* Aim of the task: Find and return every line of the data that contains the word "followup".

########

#[cfg(test)]
mod tests {
    use super::*;
    use std::sync::atomic::{AtomicUsize, Ordering};

    use async_trait::async_trait;

    use crate::config::{AdmissionConfig, DEFAULT_MEDIA_FALLBACK};
    use crate::media::EnrichmentResult;
    use crate::queue::job::{JobCounts, JobStatus, MessageKind};
    use crate::store::LibSqlBackend;
    use crate::store::testing::FaultyJobStore;
    use crate::store::traits::MessageDirection;

    /// Returns a fixed result and counts calls.
    struct FixedEnricher {
        result: EnrichmentResult,
        calls: AtomicUsize,
    }

    impl FixedEnricher {
        fn new(result: EnrichmentResult) -> Self {
            Self {
                result,
                calls: AtomicUsize::new(0),
            }
        }
    }

    #[async_trait]
    impl MediaEnricher for FixedEnricher {
        async fn process(&self, _request: &EnrichmentRequest) -> EnrichmentResult {
            self.calls.fetch_add(1, Ordering::SeqCst);
            self.result.clone()
        }
    }

    async fn setup(
        enricher: Arc<FixedEnricher>,
        allowlist: &[&str],
    ) -> (Orchestrator, Arc<LibSqlBackend>) {
        let db = Arc::new(LibSqlBackend::new_memory().await.unwrap());
        let config = AdmissionConfig {
            allowlist: allowlist.iter().map(|s| s.to_string()).collect(),
        };
        let orchestrator = Orchestrator::new(
            AdmissionClassifier::new(db.clone(), &config),
            db.clone(),
            db.clone(),
            db.clone(),
            enricher,
            DEFAULT_MEDIA_FALLBACK.to_string(),
            3,
        );
        (orchestrator, db)
    }

    fn text_event(address: &str, text: &str) -> InboundEvent {
        InboundEvent {
            external_message_id: format!("wamid.{}", uuid::Uuid::new_v4()),
            channel_address: address.into(),
            text: text.into(),
            message_kind: MessageKind::Text,
            media_ref: None,
            profile: None,
        }
    }

    fn media_event(address: &str, caption: &str) -> InboundEvent {
        InboundEvent {
            message_kind: MessageKind::Image,
            media_ref: Some("media/123".into()),
            ..text_event(address, caption)
        }
    }

    fn unhandled() -> Arc<FixedEnricher> {
        Arc::new(FixedEnricher::new(EnrichmentResult::unhandled()))
    }

    #[tokio::test]
    async fn accepted_message_creates_one_pending_job() {
        let (orchestrator, db) = setup(unhandled(), &[]).await;

        let outcome = orchestrator
            .process_message(text_event(
                "5511999990000",
                "Sou corretor, tenho apartamento disponível",
            ))
            .await
            .unwrap();
        assert_eq!(outcome, ProcessOutcome::queued());

        let pending = db.pending_jobs(10).await.unwrap();
        assert_eq!(pending.len(), 1);
        let job = &pending[0];
        assert_eq!(job.status, JobStatus::Pending);
        assert_eq!(job.retry_count, 0);
        assert_eq!(job.max_retries, 3);
        assert!(job.admission.confidence >= 0.7);
        assert!(job.payload.enrichment.is_none());

        let counterparty = db.find_by_address("5511999990000").await.unwrap().unwrap();
        assert_eq!(counterparty.id, job.counterparty_id);
        assert_eq!(counterparty.display_name, "Agency 5511999990000");

        let conversation = db.get_conversation(job.conversation_id).await.unwrap().unwrap();
        assert_eq!(conversation.counterparty_id, counterparty.id);

        let history = db.recent_messages(conversation.id, 10).await.unwrap();
        assert_eq!(history.len(), 1);
        assert_eq!(history[0].direction, MessageDirection::Incoming);
    }

    #[tokio::test]
    async fn rejected_message_leaves_no_trace() {
        let (orchestrator, db) = setup(unhandled(), &[]).await;

        let outcome = orchestrator
            .process_message(text_event("5511999990000", "oi"))
            .await
            .unwrap();
        assert_eq!(outcome, ProcessOutcome::rejected());

        assert_eq!(db.job_counts().await.unwrap(), JobCounts::default());
        assert!(db.find_by_address("5511999990000").await.unwrap().is_none());
    }

    #[tokio::test]
    async fn known_counterparty_reuses_conversation() {
        let (orchestrator, db) = setup(unhandled(), &[]).await;

        orchestrator
            .process_message(text_event(
                "5511999990000",
                "Olá, sou a Maria Souza. Tenho casa e apartamento para venda",
            ))
            .await
            .unwrap();
        let followup = orchestrator
            .process_message(text_event("5511999990000", "ok"))
            .await
            .unwrap();
        assert_eq!(followup, ProcessOutcome::queued());

        let jobs = db.pending_jobs(10).await.unwrap();
        assert_eq!(jobs.len(), 2);
        assert_eq!(jobs[0].conversation_id, jobs[1].conversation_id);
        assert_eq!(jobs[1].admission.reasoning, "known counterparty");
        assert_eq!(
            jobs[1].admission.matched_display_name.as_deref(),
            Some("Maria Souza")
        );
    }

    #[tokio::test]
    async fn allowlisted_sender_always_queued() {
        let (orchestrator, db) = setup(unhandled(), &["5511000000000"]).await;

        let outcome = orchestrator
            .process_message(text_event("5511000000000", "teste"))
            .await
            .unwrap();
        assert_eq!(outcome, ProcessOutcome::queued());

        let job = db.oldest_pending_job().await.unwrap().unwrap();
        assert_eq!(job.admission.confidence, 1.0);
    }

    #[tokio::test]
    async fn failed_enrichment_uses_fallback() {
        let enricher = unhandled();
        let (orchestrator, db) = setup(enricher.clone(), &["5511000000000"]).await;

        orchestrator
            .process_message(media_event("5511000000000", ""))
            .await
            .unwrap();

        assert_eq!(enricher.calls.load(Ordering::SeqCst), 1);
        let job = db.oldest_pending_job().await.unwrap().unwrap();
        assert_eq!(job.message_content, DEFAULT_MEDIA_FALLBACK);
        assert_eq!(job.payload.media_ref.as_deref(), Some("media/123"));
        assert!(job.payload.enrichment.as_ref().unwrap().failed);
    }

    #[tokio::test]
    async fn enrichment_augments_caption() {
        let enricher = Arc::new(FixedEnricher::new(EnrichmentResult {
            handled: true,
            text: Some("Apartamento 2 quartos, 65m²".into()),
            enhanced_ref: Some("media/123-hd".into()),
            meta: Some(serde_json::json!({"pages": 1})),
        }));
        let (orchestrator, db) = setup(enricher, &["5511000000000"]).await;

        orchestrator
            .process_message(media_event("5511000000000", "Olha esse"))
            .await
            .unwrap();

        let job = db.oldest_pending_job().await.unwrap().unwrap();
        assert_eq!(job.message_content, "Olha esse\n\nApartamento 2 quartos, 65m²");
        assert_eq!(job.payload.media_ref.as_deref(), Some("media/123-hd"));
        let enrichment = job.payload.enrichment.unwrap();
        assert!(!enrichment.failed);
        assert_eq!(enrichment.meta, Some(serde_json::json!({"pages": 1})));
    }

    #[tokio::test]
    async fn text_message_skips_enricher() {
        let enricher = unhandled();
        let (orchestrator, _) = setup(enricher.clone(), &["5511000000000"]).await;

        orchestrator
            .process_message(text_event("5511000000000", "teste"))
            .await
            .unwrap();
        assert_eq!(enricher.calls.load(Ordering::SeqCst), 0);
    }

    #[tokio::test]
    async fn redelivered_event_is_queued_once() {
        let (orchestrator, db) = setup(unhandled(), &[]).await;
        let event = text_event("5511999990000", "Sou corretor, tenho apartamento disponível");

        let first = orchestrator.process_message(event.clone()).await.unwrap();
        let second = orchestrator.process_message(event).await.unwrap();
        assert_eq!(first, ProcessOutcome::queued());
        assert_eq!(second, ProcessOutcome::queued());

        let jobs = db.pending_jobs(10).await.unwrap();
        assert_eq!(jobs.len(), 1);
        let history = db.recent_messages(jobs[0].conversation_id, 10).await.unwrap();
        assert_eq!(history.len(), 1);
    }

    #[tokio::test]
    async fn retry_after_enqueue_failure_records_message_once() {
        let db = Arc::new(LibSqlBackend::new_memory().await.unwrap());
        let jobs = Arc::new(FaultyJobStore::new(db.clone()));
        let orchestrator = Orchestrator::new(
            AdmissionClassifier::new(db.clone(), &AdmissionConfig::default()),
            db.clone(),
            db.clone(),
            jobs.clone(),
            unhandled(),
            DEFAULT_MEDIA_FALLBACK.to_string(),
            3,
        );
        let event = text_event("5511999990000", "Sou corretor, tenho apartamento disponível");

        jobs.fail_next("enqueue", 1);
        let err = orchestrator.process_message(event.clone()).await.unwrap_err();
        assert!(matches!(err, PipelineError::Enqueue(_)));

        let outcome = orchestrator.process_message(event).await.unwrap();
        assert_eq!(outcome, ProcessOutcome::queued());

        let pending = db.pending_jobs(10).await.unwrap();
        assert_eq!(pending.len(), 1);
        let history = db
            .recent_messages(pending[0].conversation_id, 10)
            .await
            .unwrap();
        assert_eq!(history.len(), 1);
        assert_eq!(history[0].direction, MessageDirection::Incoming);
    }

    #[test]
    fn join_skips_empty_parts() {
        assert_eq!(join_nonempty("", "b"), "b");
        assert_eq!(join_nonempty("a", ""), "a");
        assert_eq!(join_nonempty("a", "b"), "a\n\nb");
    }
}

########

* Expected answer:
        let followup = orchestrator
        assert_eq!(followup, ProcessOutcome::queued());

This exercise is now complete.